Data to process:
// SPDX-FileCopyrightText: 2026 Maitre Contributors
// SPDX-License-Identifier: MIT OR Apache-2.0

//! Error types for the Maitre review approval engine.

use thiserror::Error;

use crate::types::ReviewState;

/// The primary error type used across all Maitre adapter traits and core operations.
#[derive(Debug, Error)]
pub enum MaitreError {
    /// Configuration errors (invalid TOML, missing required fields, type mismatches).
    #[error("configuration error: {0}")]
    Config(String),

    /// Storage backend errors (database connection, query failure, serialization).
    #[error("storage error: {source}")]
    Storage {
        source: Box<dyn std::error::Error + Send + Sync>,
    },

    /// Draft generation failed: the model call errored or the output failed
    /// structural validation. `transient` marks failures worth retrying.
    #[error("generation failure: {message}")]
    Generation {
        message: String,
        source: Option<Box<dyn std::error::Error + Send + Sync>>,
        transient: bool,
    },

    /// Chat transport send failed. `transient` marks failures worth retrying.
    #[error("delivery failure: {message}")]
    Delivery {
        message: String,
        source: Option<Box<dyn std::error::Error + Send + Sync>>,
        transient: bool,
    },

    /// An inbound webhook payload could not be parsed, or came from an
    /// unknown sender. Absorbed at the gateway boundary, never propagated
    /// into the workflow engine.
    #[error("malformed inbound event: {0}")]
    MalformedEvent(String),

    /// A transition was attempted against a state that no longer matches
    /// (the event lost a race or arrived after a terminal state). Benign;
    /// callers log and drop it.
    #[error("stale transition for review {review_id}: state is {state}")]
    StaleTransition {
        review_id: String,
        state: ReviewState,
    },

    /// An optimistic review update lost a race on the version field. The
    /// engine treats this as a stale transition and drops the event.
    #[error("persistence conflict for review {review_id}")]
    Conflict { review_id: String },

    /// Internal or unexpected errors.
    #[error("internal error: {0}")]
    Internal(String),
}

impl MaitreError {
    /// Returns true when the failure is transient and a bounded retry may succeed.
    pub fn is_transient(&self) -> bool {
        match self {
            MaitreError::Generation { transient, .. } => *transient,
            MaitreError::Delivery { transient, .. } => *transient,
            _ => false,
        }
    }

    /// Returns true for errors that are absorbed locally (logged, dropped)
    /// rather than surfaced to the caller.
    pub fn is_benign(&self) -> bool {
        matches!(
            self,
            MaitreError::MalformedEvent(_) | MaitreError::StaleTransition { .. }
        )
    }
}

* * *

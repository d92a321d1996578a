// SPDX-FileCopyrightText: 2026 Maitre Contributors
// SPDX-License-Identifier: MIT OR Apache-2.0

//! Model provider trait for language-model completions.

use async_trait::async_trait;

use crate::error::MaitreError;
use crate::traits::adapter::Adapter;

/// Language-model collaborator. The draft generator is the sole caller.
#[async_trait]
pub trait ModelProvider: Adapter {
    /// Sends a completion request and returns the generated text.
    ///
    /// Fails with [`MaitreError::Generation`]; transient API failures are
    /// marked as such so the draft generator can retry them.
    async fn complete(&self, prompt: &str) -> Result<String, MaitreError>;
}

* * *

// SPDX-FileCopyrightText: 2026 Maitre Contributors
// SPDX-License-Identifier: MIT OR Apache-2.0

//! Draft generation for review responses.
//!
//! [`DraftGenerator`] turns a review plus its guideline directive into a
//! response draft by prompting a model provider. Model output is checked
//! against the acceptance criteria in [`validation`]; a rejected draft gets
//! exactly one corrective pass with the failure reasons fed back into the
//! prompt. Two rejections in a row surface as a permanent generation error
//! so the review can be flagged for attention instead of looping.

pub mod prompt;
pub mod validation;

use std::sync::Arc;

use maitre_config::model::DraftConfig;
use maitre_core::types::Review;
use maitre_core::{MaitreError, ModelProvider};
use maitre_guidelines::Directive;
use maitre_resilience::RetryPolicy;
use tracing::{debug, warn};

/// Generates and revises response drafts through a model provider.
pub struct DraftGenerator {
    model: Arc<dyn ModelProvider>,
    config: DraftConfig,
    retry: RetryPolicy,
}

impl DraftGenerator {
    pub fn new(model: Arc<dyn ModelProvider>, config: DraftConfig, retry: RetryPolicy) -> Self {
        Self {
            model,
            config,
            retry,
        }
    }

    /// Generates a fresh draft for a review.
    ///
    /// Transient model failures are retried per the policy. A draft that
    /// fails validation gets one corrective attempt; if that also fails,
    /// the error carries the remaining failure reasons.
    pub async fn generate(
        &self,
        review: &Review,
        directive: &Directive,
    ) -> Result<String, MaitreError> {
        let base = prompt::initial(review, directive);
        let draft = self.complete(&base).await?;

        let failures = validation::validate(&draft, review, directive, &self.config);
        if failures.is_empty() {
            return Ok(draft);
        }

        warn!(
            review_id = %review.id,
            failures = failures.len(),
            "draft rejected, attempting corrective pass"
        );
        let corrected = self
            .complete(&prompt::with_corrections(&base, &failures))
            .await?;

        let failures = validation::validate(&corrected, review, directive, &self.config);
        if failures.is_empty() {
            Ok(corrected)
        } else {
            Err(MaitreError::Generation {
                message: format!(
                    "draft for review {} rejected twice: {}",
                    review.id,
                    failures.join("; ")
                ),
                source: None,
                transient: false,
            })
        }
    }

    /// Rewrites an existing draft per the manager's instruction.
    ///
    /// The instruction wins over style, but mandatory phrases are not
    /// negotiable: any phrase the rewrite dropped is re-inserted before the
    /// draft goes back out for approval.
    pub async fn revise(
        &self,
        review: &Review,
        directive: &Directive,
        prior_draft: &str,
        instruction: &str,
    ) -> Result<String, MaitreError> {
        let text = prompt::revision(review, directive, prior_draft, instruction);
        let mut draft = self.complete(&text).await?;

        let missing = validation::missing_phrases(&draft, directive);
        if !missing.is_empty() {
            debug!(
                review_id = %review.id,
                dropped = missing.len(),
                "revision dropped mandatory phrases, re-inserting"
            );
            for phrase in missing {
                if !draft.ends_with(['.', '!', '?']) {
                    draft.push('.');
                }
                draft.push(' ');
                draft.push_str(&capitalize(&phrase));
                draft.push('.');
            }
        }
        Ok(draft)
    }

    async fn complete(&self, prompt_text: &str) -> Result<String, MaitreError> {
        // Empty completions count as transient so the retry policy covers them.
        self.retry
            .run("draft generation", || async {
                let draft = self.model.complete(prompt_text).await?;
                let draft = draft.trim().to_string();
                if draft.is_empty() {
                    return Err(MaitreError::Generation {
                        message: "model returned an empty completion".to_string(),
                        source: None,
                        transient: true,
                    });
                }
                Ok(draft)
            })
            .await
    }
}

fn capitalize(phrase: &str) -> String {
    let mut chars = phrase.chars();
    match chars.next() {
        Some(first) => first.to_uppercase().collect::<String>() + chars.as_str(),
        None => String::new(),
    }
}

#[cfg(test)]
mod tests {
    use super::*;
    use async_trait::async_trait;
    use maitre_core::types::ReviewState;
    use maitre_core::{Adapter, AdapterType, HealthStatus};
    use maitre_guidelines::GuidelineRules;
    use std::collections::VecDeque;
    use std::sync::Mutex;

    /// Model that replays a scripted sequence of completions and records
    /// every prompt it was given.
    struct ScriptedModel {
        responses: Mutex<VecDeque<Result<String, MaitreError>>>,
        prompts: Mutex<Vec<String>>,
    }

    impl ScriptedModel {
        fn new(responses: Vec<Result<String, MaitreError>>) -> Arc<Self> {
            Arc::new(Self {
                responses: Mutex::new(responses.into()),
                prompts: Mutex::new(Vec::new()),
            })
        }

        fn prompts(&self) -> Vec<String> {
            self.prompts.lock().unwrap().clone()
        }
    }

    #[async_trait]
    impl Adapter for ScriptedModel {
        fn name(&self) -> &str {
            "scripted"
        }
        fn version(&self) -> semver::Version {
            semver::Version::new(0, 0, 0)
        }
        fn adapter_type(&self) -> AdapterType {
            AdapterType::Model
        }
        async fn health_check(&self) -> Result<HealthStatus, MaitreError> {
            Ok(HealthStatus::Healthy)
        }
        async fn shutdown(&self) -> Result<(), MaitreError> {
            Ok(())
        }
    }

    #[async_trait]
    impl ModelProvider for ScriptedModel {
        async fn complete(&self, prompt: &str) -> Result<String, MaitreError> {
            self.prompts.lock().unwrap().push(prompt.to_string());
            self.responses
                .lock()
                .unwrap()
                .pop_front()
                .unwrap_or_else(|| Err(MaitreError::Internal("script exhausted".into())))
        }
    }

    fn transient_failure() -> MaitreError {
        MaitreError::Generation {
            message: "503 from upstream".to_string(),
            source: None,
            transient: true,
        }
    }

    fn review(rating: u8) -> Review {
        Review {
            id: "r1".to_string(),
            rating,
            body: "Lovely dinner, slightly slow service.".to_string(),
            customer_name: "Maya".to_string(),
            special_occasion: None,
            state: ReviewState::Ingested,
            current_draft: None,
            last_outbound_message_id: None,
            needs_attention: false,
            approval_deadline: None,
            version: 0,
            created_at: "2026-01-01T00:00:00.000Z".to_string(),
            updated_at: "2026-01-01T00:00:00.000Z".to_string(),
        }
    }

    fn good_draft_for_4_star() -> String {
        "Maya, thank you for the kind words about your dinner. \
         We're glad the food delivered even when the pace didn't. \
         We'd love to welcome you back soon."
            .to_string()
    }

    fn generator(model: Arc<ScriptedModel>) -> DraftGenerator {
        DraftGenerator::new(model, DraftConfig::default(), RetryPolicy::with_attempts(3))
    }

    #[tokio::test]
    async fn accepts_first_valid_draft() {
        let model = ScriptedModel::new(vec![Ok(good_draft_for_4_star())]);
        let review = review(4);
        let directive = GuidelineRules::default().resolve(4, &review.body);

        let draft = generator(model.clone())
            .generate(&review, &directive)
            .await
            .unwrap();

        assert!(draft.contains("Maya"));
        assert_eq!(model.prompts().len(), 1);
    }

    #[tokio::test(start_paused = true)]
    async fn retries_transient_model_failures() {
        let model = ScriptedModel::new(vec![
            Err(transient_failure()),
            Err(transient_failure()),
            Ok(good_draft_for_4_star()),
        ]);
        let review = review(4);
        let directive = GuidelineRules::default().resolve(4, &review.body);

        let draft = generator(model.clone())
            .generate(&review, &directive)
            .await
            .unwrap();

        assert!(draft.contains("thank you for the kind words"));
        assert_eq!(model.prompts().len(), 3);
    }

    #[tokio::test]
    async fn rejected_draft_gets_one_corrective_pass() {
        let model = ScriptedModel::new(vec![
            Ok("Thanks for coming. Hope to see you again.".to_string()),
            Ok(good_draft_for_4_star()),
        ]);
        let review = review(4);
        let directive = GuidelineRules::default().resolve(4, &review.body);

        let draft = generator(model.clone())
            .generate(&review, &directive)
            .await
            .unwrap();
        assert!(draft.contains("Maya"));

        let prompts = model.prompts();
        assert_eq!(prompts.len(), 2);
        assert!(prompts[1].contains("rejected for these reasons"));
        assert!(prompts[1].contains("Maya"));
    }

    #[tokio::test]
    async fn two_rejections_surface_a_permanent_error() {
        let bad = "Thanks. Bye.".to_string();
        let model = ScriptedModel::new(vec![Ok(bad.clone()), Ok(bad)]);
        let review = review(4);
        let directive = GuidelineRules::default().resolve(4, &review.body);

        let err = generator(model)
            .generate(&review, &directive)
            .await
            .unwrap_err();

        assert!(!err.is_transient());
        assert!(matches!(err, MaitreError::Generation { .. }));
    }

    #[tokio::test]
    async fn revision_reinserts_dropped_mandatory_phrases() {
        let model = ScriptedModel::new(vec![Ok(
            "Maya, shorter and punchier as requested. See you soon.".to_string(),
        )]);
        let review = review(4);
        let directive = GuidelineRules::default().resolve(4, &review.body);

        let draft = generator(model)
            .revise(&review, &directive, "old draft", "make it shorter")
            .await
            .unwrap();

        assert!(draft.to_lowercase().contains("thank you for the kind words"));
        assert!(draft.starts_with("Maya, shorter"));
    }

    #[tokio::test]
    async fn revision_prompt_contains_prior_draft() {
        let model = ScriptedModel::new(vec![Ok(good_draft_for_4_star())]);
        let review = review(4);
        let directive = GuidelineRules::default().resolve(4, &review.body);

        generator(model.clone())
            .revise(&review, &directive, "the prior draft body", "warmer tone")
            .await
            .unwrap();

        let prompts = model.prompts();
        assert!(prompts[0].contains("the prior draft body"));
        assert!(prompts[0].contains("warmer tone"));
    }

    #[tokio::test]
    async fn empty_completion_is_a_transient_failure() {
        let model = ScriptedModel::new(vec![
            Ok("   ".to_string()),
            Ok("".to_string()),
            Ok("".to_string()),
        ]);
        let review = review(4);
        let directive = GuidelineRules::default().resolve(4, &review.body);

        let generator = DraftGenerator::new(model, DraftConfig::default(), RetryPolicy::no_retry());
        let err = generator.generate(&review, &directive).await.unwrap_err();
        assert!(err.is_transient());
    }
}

What is required: Copy range, inclusive: the line holding "use std::sync::Arc;" to the line holding "through a model provider.". Reproduce exactly those lines of the records above and no others.

Final answer:
use std::sync::Arc;

use maitre_config::model::DraftConfig;
use maitre_core::types::Review;
use maitre_core::{MaitreError, ModelProvider};
use maitre_guidelines::Directive;
use maitre_resilience::RetryPolicy;
use tracing::{debug, warn};

/// Generates and revises response drafts through a model provider.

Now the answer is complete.